Report: Revolut Could Hit $45 Billion Valuation After Share Sale

Revolut is reportedly preparing a share sale that would value it at $45 billion.

The British FinTech is close to a deal that would see it sell roughly $500 million in employee-owned shares, the Wall Street Journal (WSJ) reported Tuesday (July 23), citing sources familiar with the matter.

The report noted that the sale is an indicator of rising confidence in the FinTech space. 

Revolut is already the world’s second most-valuable FinTech startup next to Stripe, and this sale would increase its valuation by more than a third.
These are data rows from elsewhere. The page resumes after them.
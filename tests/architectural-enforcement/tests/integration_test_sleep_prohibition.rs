//! Integration Test: Sleep Prohibition
//!
//! **Policy**: Production code in the gateway core and daemon MUST NOT call sleep.
//! Waiting happens on I/O, timers tied to a deadline, or channels.
//! **Exceptions**: exponential backoff between retry attempts, test code.

use architectural_enforcement::{production_sources, SourceFile};

/// Test that production code does not contain sleep() calls
#[test]
fn test_no_sleep_in_production_code() {
    let violations = find_sleep_violations();

    if !violations.is_empty() {
        eprintln!("\n❌ CRITICAL: Sleep calls found in production code!\n");

        for violation in &violations {
            eprintln!("  ❌ {violation}");
        }

        eprintln!("\n✅ ACCEPTABLE sleep uses:");
        eprintln!("  - Exponential backoff in retry logic");
        eprintln!("  - Test code (#[cfg(test)] modules)");
        eprintln!("  - Periodic tasks using tokio::time::interval()");
        eprintln!("\n❌ FORBIDDEN:");
        eprintln!("  - Sleep in polling loops");
        eprintln!("  - Sleep as poor man's synchronization");
        eprintln!("  - Sleep to 'wait' for a breaker or bucket (compute the deadline)");

        panic!(
            "\nFound {} sleep violation(s) in production code.\nFix these before merging!",
            violations.len()
        );
    }
}

/// The retry module must keep its backoff sleeps recognisable
#[test]
fn test_retry_backoff_is_recognised() {
    let retry = production_sources()
        .into_iter()
        .find(|file| file.path.ends_with("resilience/retry.rs"))
        .expect("retry module should exist");

    let sleeps: Vec<usize> = (0..retry.lines.len())
        .filter(|&idx| is_sleep_call(retry.code(idx)))
        .collect();

    assert!(!sleeps.is_empty(), "retry should back off between attempts");
    for idx in sleeps {
        assert!(
            is_backoff_context(&retry.lines, idx),
            "unrecognised sleep: {}",
            retry.describe(idx)
        );
    }
}

/// Find all sleep() calls in production code
fn find_sleep_violations() -> Vec<String> {
    let mut violations = Vec::new();
    for file in production_sources() {
        check_file(&file, &mut violations);
    }
    violations
}

fn is_sleep_call(code: &str) -> bool {
    code.contains("::sleep(") || code.contains(".sleep(")
}

fn check_file(file: &SourceFile, violations: &mut Vec<String>) {
    for idx in 0..file.lines.len() {
        if !is_sleep_call(file.code(idx)) {
            continue;
        }

        if is_backoff_context(&file.lines, idx) || is_interval_pattern(&file.lines, idx) {
            continue;
        }

        violations.push(file.describe(idx));
    }
}

/// Check if sleep is used for exponential backoff (acceptable for retry logic)
fn is_backoff_context(lines: &[String], current_idx: usize) -> bool {
    let context_range = current_idx.saturating_sub(15)..std::cmp::min(current_idx + 5, lines.len());

    let mut has_backoff_calc = false;
    let mut has_retry_context = false;

    for line in &lines[context_range] {
        let line = line.to_lowercase();

        // Growth of the delay: shift, pow, doubling or a multiplier
        if line.contains("<<")
            || line.contains("pow")
            || line.contains("* 2")
            || line.contains("mul_f64")
            || line.contains("next_delay")
        {
            has_backoff_calc = true;
        }

        if line.contains("retry") || line.contains("backoff") || line.contains("attempt") {
            has_retry_context = true;
        }
    }

    has_backoff_calc && has_retry_context
}

/// Check if this is tokio::time::interval pattern (acceptable for periodic tasks)
fn is_interval_pattern(lines: &[String], current_idx: usize) -> bool {
    let before = current_idx.saturating_sub(20)..current_idx;
    let after = current_idx..std::cmp::min(current_idx + 5, lines.len());

    lines[before]
        .iter()
        .any(|line| line.contains("interval.tick()") || line.contains("tokio::time::interval"))
        || lines[after].iter().any(|line| line.contains("interval.tick()"))
}

#[cfg(test)]
mod tests {
    use super::*;

    fn owned(lines: &[&str]) -> Vec<String> {
        lines.iter().map(|s| (*s).to_string()).collect()
    }

    #[test]
    fn test_plain_sleep_is_not_backoff() {
        let code = owned(&[
            "async fn wait_for_pool() {",
            "    tokio::time::sleep(Duration::from_millis(10)).await;",
            "}",
        ]);
        assert!(!is_backoff_context(&code, 1));
        assert!(!is_interval_pattern(&code, 1));
    }

    #[test]
    fn test_backoff_detection() {
        let code = owned(&[
            "loop {",
            "    let backoff = self.jittered(delay);",
            "    tracing::debug!(attempt, \"Transient error, retrying\");",
            "    tokio::time::sleep(backoff).await;",
            "    delay = self.next_delay(delay);",
            "}",
        ]);
        assert!(is_backoff_context(&code, 3));
    }

    #[test]
    fn test_interval_detection() {
        let code = owned(&[
            "let mut interval = tokio::time::interval(period);",
            "loop {",
            "    interval.tick().await;",
            "    tokio::time::sleep(jitter).await;",
            "}",
        ]);
        assert!(is_interval_pattern(&code, 3));
    }
}
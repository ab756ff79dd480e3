//! Router Metrics
//!
//! Observability for routed calls:
//! - Per-model request/success/failure counters and latency distribution
//! - Routing counters (decisions, fallbacks, ensembles)
//! - Per-query-type decision counts
//!
//! Nothing here is consulted for routing correctness.

use std::collections::BTreeMap;
use std::sync::atomic::{AtomicU64, Ordering};
use std::sync::Arc;
use std::time::{Duration, Instant};

use dashmap::DashMap;
use serde::{Deserialize, Serialize};

use super::catalog::QueryType;

// ============================================================================
// Histogram for Latency Tracking
// ============================================================================

/// A histogram for tracking latency distributions
#[derive(Debug)]
pub struct Histogram {
    /// Bucket upper bounds in milliseconds
    buckets: Vec<f64>,
    counts: Vec<AtomicU64>,
    total_count: AtomicU64,
    sum: AtomicU64,
    max: AtomicU64,
}

impl Histogram {
    /// Create a histogram with the given bucket bounds
    #[must_use]
    pub fn new(buckets: Vec<f64>) -> Self {
        let counts = buckets.iter().map(|_| AtomicU64::new(0)).collect();
        Self {
            buckets,
            counts,
            total_count: AtomicU64::new(0),
            sum: AtomicU64::new(0),
            max: AtomicU64::new(0),
        }
    }

    /// Buckets suited to LLM call latency
    #[must_use]
    pub fn latency_default() -> Self {
        Self::new(vec![
            50.0, 100.0, 250.0, 500.0, 1000.0, 2500.0, 5000.0, 10000.0, 30000.0, 60000.0,
            120_000.0,
        ])
    }

    /// Record a value in milliseconds
    #[allow(clippy::cast_possible_truncation, clippy::cast_sign_loss)]
    pub fn record(&self, value: f64) {
        if self.buckets.is_empty() {
            return;
        }
        let idx = self
            .buckets
            .iter()
            .position(|&b| value <= b)
            .unwrap_or(self.buckets.len() - 1);

        self.counts[idx].fetch_add(1, Ordering::Relaxed);
        self.total_count.fetch_add(1, Ordering::Relaxed);
        let v = value.max(0.0) as u64;
        self.sum.fetch_add(v, Ordering::Relaxed);
        self.max.fetch_max(v, Ordering::Relaxed);
    }

    /// Approximate percentile (bucket upper bound)
    #[allow(clippy::cast_possible_truncation, clippy::cast_sign_loss, clippy::cast_precision_loss)]
    #[must_use]
    pub fn percentile(&self, p: f64) -> f64 {
        let total = self.total_count.load(Ordering::Relaxed);
        if total == 0 {
            return 0.0;
        }
        let target = ((total as f64) * p).ceil().max(1.0) as u64;
        let mut cumulative = 0u64;
        for (i, count) in self.counts.iter().enumerate() {
            cumulative += count.load(Ordering::Relaxed);
            if cumulative >= target {
                return self.buckets[i];
            }
        }
        self.buckets.last().copied().unwrap_or(0.0)
    }

    /// Mean of recorded values
    #[allow(clippy::cast_precision_loss)]
    #[must_use]
    pub fn mean(&self) -> f64 {
        let total = self.total_count.load(Ordering::Relaxed);
        if total == 0 {
            0.0
        } else {
            self.sum.load(Ordering::Relaxed) as f64 / total as f64
        }
    }

    /// Largest recorded value
    #[must_use]
    pub fn max(&self) -> u64 {
        self.max.load(Ordering::Relaxed)
    }
}

// ============================================================================
// Counter
// ============================================================================

/// A simple atomic counter
#[derive(Debug, Default)]
pub struct Counter {
    value: AtomicU64,
}

impl Counter {
    /// Zeroed counter
    #[must_use]
    pub fn new() -> Self {
        Self::default()
    }

    /// Add one
    pub fn inc(&self) {
        self.value.fetch_add(1, Ordering::Relaxed);
    }

    /// Current value
    #[must_use]
    pub fn get(&self) -> u64 {
        self.value.load(Ordering::Relaxed)
    }
}

// ============================================================================
// Per-Model Metrics
// ============================================================================

/// How a model call ended
#[derive(Clone, Copy, Debug, PartialEq, Eq)]
pub enum CallOutcome {
    /// Non-empty response
    Success,
    /// The pool answered with empty text
    Empty,
    /// The call failed after retries
    Failure,
    /// The breaker blocked the call
    Blocked,
}

/// Metrics for a single model
#[derive(Debug)]
pub struct ModelMetrics {
    /// Model name
    pub model: String,
    /// Calls attempted (including blocked ones)
    pub requests: Counter,
    /// Calls with a non-empty answer
    pub successes: Counter,
    /// Calls that failed or returned nothing
    pub failures: Counter,
    /// Calls blocked by a breaker
    pub blocked: Counter,
    /// End-to-end latency of calls that reached the pool
    pub latency: Histogram,
}

impl ModelMetrics {
    /// Zeroed metrics for `model`
    #[must_use]
    pub fn new(model: &str) -> Self {
        Self {
            model: model.to_string(),
            requests: Counter::new(),
            successes: Counter::new(),
            failures: Counter::new(),
            blocked: Counter::new(),
            latency: Histogram::latency_default(),
        }
    }

    /// Fraction of requests that did not succeed
    #[allow(clippy::cast_precision_loss)]
    #[must_use]
    pub fn error_rate(&self) -> f64 {
        let total = self.requests.get();
        if total == 0 {
            return 0.0;
        }
        (total - self.successes.get().min(total)) as f64 / total as f64
    }

    /// Serializable summary
    #[must_use]
    pub fn summary(&self) -> ModelMetricsSummary {
        ModelMetricsSummary {
            model: self.model.clone(),
            requests: self.requests.get(),
            successes: self.successes.get(),
            failures: self.failures.get(),
            blocked: self.blocked.get(),
            error_rate: self.error_rate(),
            latency_p50_ms: self.latency.percentile(0.5),
            latency_p99_ms: self.latency.percentile(0.99),
            latency_mean_ms: self.latency.mean(),
        }
    }
}

/// Summary of model metrics
#[derive(Clone, Debug, PartialEq, Serialize, Deserialize)]
pub struct ModelMetricsSummary {
    /// Model name
    pub model: String,
    /// Calls attempted
    pub requests: u64,
    /// Non-empty answers
    pub successes: u64,
    /// Failed or empty answers
    pub failures: u64,
    /// Breaker-blocked calls
    pub blocked: u64,
    /// Non-success fraction
    pub error_rate: f64,
    /// Approximate median latency
    pub latency_p50_ms: f64,
    /// Approximate p99 latency
    pub latency_p99_ms: f64,
    /// Mean latency
    pub latency_mean_ms: f64,
}

// ============================================================================
// Router Metrics
// ============================================================================

/// Centralized metrics for the router
#[derive(Debug)]
pub struct RouterMetrics {
    models: DashMap<String, Arc<ModelMetrics>>,
    query_types: DashMap<QueryType, Arc<Counter>>,
    /// Decisions made
    pub total_routed: Counter,
    /// Decisions that used the forced ultimate fallback
    pub total_fallbacks: Counter,
    /// Critical-importance ensembles run
    pub total_ensembles: Counter,
    started_at: Instant,
}

impl Default for RouterMetrics {
    fn default() -> Self {
        Self::new()
    }
}

impl RouterMetrics {
    /// Create a new metrics collector
    #[must_use]
    pub fn new() -> Self {
        Self {
            models: DashMap::new(),
            query_types: DashMap::new(),
            total_routed: Counter::new(),
            total_fallbacks: Counter::new(),
            total_ensembles: Counter::new(),
            started_at: Instant::now(),
        }
    }

    /// Get or create metrics for a model
    pub fn model(&self, model: &str) -> Arc<ModelMetrics> {
        if let Some(m) = self.models.get(model) {
            return Arc::clone(m.value());
        }
        self.models
            .entry(model.to_string())
            .or_insert_with(|| Arc::new(ModelMetrics::new(model)))
            .clone()
    }

    /// Record one model call
    #[allow(clippy::cast_precision_loss)]
    pub fn record_call(&self, model: &str, outcome: CallOutcome, elapsed: Duration) {
        let m = self.model(model);
        m.requests.inc();
        match outcome {
            CallOutcome::Success => m.successes.inc(),
            CallOutcome::Empty | CallOutcome::Failure => m.failures.inc(),
            CallOutcome::Blocked => {
                m.blocked.inc();
                return;
            }
        }
        m.latency.record(elapsed.as_millis() as f64);
    }

    /// Record a routing decision
    pub fn record_decision(&self, query_type: QueryType, fallback: bool) {
        self.total_routed.inc();
        if fallback {
            self.total_fallbacks.inc();
        }
        self.query_types
            .entry(query_type)
            .or_insert_with(|| Arc::new(Counter::new()))
            .inc();
    }

    /// Summaries for every model, keyed by name
    #[must_use]
    pub fn model_summaries(&self) -> BTreeMap<String, ModelMetricsSummary> {
        self.models
            .iter()
            .map(|m| (m.key().clone(), m.value().summary()))
            .collect()
    }

    /// Decision counts per query type
    #[must_use]
    pub fn query_type_counts(&self) -> BTreeMap<QueryType, u64> {
        self.query_types
            .iter()
            .map(|c| (*c.key(), c.value().get()))
            .collect()
    }

    /// Time since the collector was created
    #[must_use]
    pub fn uptime(&self) -> Duration {
        self.started_at.elapsed()
    }
}

#[cfg(test)]
mod tests {
    use super::*;

    #[test]
    fn test_histogram_percentiles() {
        let h = Histogram::new(vec![10.0, 100.0, 1000.0]);
        for _ in 0..9 {
            h.record(5.0);
        }
        h.record(500.0);
        assert_eq!(h.percentile(0.5), 10.0);
        assert_eq!(h.percentile(0.99), 1000.0);
        assert_eq!(h.max(), 500);
        assert!((h.mean() - 54.5).abs() < 0.01);
    }

    #[test]
    fn test_empty_histogram() {
        let h = Histogram::latency_default();
        assert_eq!(h.percentile(0.9), 0.0);
        assert_eq!(h.mean(), 0.0);
    }

    #[test]
    fn test_record_call_outcomes() {
        let metrics = RouterMetrics::new();
        metrics.record_call("llama3.2:3b", CallOutcome::Success, Duration::from_millis(40));
        metrics.record_call("llama3.2:3b", CallOutcome::Empty, Duration::from_millis(40));
        metrics.record_call("llama3.2:3b", CallOutcome::Blocked, Duration::ZERO);

        let summary = &metrics.model_summaries()["llama3.2:3b"];
        assert_eq!(summary.requests, 3);
        assert_eq!(summary.successes, 1);
        assert_eq!(summary.failures, 1);
        assert_eq!(summary.blocked, 1);
        assert!((summary.error_rate - 2.0 / 3.0).abs() < 1e-9);
    }

    #[test]
    fn test_record_decision_counts() {
        let metrics = RouterMetrics::new();
        metrics.record_decision(QueryType::Code, false);
        metrics.record_decision(QueryType::Code, true);
        metrics.record_decision(QueryType::Summary, false);
        assert_eq!(metrics.total_routed.get(), 3);
        assert_eq!(metrics.total_fallbacks.get(), 1);
        assert_eq!(metrics.query_type_counts()[&QueryType::Code], 2);
    }
}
The Financial Times (FT) had reported whispers of a share sale last month. Separate reports said CEO Nikolay Storonsky was selling a small portionof his stake in the company as part of that share sale.

When reached by PYMNTS, Revolut declined to comment.

The sale, if completed, could be announced in the coming days and would set the stage for an initial public offering (IPO), the WSJ report said. 

Assuming Revolut is ready to go public, it’s not a given that the company will do so in its home country, as chairman Martin Gilbert said earlier this month that he wasn’t ready to commit to a London IPO, even as he praised pending changes to the rules for listing on the U.K. market.

“All the moves [regulators] are making are good, they’re allowing founder-led companies like Revolut to list here rather than just have no choice,” Gilbert said. “But again let’s see how it all pans out, the proof will definitely be what happens in the future.”

He added that Revolut was at least a year away from going public, with the company planning to “keep an open mind” on where its listing would happen.

These comments marked a change from the views put forth by Storonsky, who had ruled out an IPO in London. Revolut’s U.K. CEO, Francesca Carlesi, had indicated a London listing was still possible earlier this year.

“The U.K. is our home and is also one where a lot of our investors come from,” Carlesi said. “We know that companies are always better off to list where their biggest market is.”